Texto: Rafael Battaglia | Ilustração: Vinicius Capiotti | Design: Juliana Alencar | Edição: Bruno
Vaiano

A
Rússia é para o xadrez o que o Brasil é para o futebol. A diferença é
que eles nunca levaram um 7×1. O histórico de paixão é longo: Ivan, o
Terrível, estava jogando uma partida quando um derrame o matou, em
1584. A Condessa de Stroganoff, da família que deu nome ao prato, organizou
um duelo entre a imperatriz Catarina 2ª e o rei sueco Gustavo 4º em 1796.
Detalhe: era xadrez gigante, com peças humanas.

Em uma foto de 1908, o líder bolchevique Vladimir Lênin joga uma partida com
seu rival de partido Alexander Bogdanov – autor de ficção científica e médico
pioneiro da transfusão sanguínea.
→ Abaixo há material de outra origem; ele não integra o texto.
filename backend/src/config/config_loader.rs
use anyhow::{Context, Result};
use crates::domain::value_objects::receiver_identity::VerifiedReceiverIdentity;
use std::str::FromStr;

use super::config_model::{
    BackendServer, Database, DotEnvyConfig, PaymentGateway, QrExpirySweep, Realtime,
    SlipVerifier, Supabase,
};

pub fn load() -> Result<DotEnvyConfig> {
    dotenvy::dotenv().ok();

    let backend_server = BackendServer {
        port: parsed("SERVER_PORT_BACKEND")?,
        body_limit: parsed("SERVER_BODY_LIMIT")?,
        timeout: parsed("SERVER_TIMEOUT")?,
    };

    let database = Database {
        url: required("DATABASE_URL")?,
        max_connections: parsed_or("DATABASE_MAX_CONNECTIONS", 10)?,
    };

    let supabase = Supabase {
        jwt_secret: required("SUPABASE_JWT_SECRET")?,
    };

    let slip_verifier = SlipVerifier {
        api_url: required("SLIP_VERIFIER_API_URL")?,
        api_key: required("SLIP_VERIFIER_API_KEY")?,
    };

    let payment_gateway = PaymentGateway {
        api_url: required("PAYMENT_GATEWAY_API_URL")?,
        api_key: required("PAYMENT_GATEWAY_API_KEY")?,
        merchant_id: required("PAYMENT_GATEWAY_MERCHANT_ID")?,
        webhook_secret: required("PAYMENT_GATEWAY_WEBHOOK_SECRET")?,
    };

    let receiver_identity = VerifiedReceiverIdentity {
        names: list("RECEIVER_NAMES"),
        partial_names: list("RECEIVER_PARTIAL_NAMES"),
        account_numbers: list("RECEIVER_ACCOUNT_NUMBERS"),
        account_fragments: list("RECEIVER_ACCOUNT_FRAGMENTS"),
        account_type: optional("RECEIVER_ACCOUNT_TYPE").unwrap_or_else(|| "BANKAC".to_string()),
    };
    if receiver_identity.names.is_empty()
        && receiver_identity.partial_names.is_empty()
        && receiver_identity.account_numbers.is_empty()
        && receiver_identity.account_fragments.is_empty()
    {
        anyhow::bail!(
            "receiver identity is empty: set RECEIVER_NAMES or RECEIVER_ACCOUNT_NUMBERS"
        );
    }

    // All three or nothing; the feed is optional.
    let realtime = match optional("REALTIME_PUBLISH_URL") {
        Some(publish_url) => Some(Realtime {
            publish_url,
            api_key: required("REALTIME_API_KEY")?,
            channel: optional("REALTIME_CHANNEL").unwrap_or_else(|| "donations".to_string()),
        }),
        None => None,
    };

    let qr_expiry_sweep = QrExpirySweep {
        interval_secs: parsed_or("QR_EXPIRY_SWEEP_INTERVAL_SECS", 60)?,
    };

    Ok(DotEnvyConfig {
        backend_server,
        database,
        supabase,
        slip_verifier,
        payment_gateway,
        receiver_identity,
        realtime,
        qr_expiry_sweep,
    })
}

fn optional(key: &str) -> Option<String> {
    std::env::var(key)
        .ok()
        .map(|value| value.trim().to_string())
        .filter(|value| !value.is_empty())
}

fn required(key: &str) -> Result<String> {
    optional(key).with_context(|| format!("{key} is missing"))
}

fn parsed<T>(key: &str) -> Result<T>
where
    T: FromStr,
    T::Err: std::error::Error + Send + Sync + 'static,
{
    required(key)?
        .parse()
        .with_context(|| format!("{key} is invalid"))
}

fn parsed_or<T>(key: &str, default: T) -> Result<T>
where
    T: FromStr,
    T::Err: std::error::Error + Send + Sync + 'static,
{
    match optional(key) {
        Some(raw) => raw.parse().with_context(|| format!("{key} is invalid")),
        None => Ok(default),
    }
}

/// Comma-separated; Thai names never contain commas.
fn list(key: &str) -> Vec<String> {
    optional(key)
        .map(|raw| {
            raw.split(',')
                .map(str::trim)
                .filter(|item| !item.is_empty())
                .map(str::to_string)
                .collect()
        })
        .unwrap_or_default()
}
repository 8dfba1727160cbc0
pub mod postgres_connection;
pub mod schema;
Eles estão na casa do célebre escritor Maxim
Gorki, na Itália. Lênin (que, segundo Gorki, tinha chiliques mimados quando
perdia) não deixou de jogar nem durante o exílio de três anos na Sibéria antes da
Revolução de 1917: os movimentos das peças iam e voltavam por
correspondência.

O xadrez surgiu a partir de um jogo indiano do século 6, chamado chaturanga –


que tinha um elefantinho no lugar do bispo. Chegou aos persas, espalhou-se pela
Ásia e entrou na Rússia pela Sibéria no século 9. Deu match com o temperamento
russo e virou o passatempo preferido da aristocracia imperial. Mas só caiu de vez
no gosto do povo séculos depois, de maneira premeditada – quando foi
transformado em arma política pelos soviéticos. Nikolai Krylenko, um influente
assecla de Stálin, disse: “Vamos organizar brigadas de choque de jogadores, e
começar um plano quinquenal”.

A ideia era que um jogo lógico e racional – o favorito do alemão Karl Marx,
diga-se – servisse como demonstração da superioridade intelectual da URSS
sobre os países capitalistas. Seria fácil implantá-lo: as peças podem ser fabricadas
em larga escala, e a única infraestrutura necessária é uma mesa. Além disso, a
população já nutria alguma simpatia pelo tabuleiro alvinegro, e havia um herói
nacional recente para exaltar: Mikhail Chigorin, que esteve no top 5 mundial no
final do século 19 e batizou vários lances. Logo, o xadrez foi incorporado ao
treinamento de todos os recrutas das Forças Armadas.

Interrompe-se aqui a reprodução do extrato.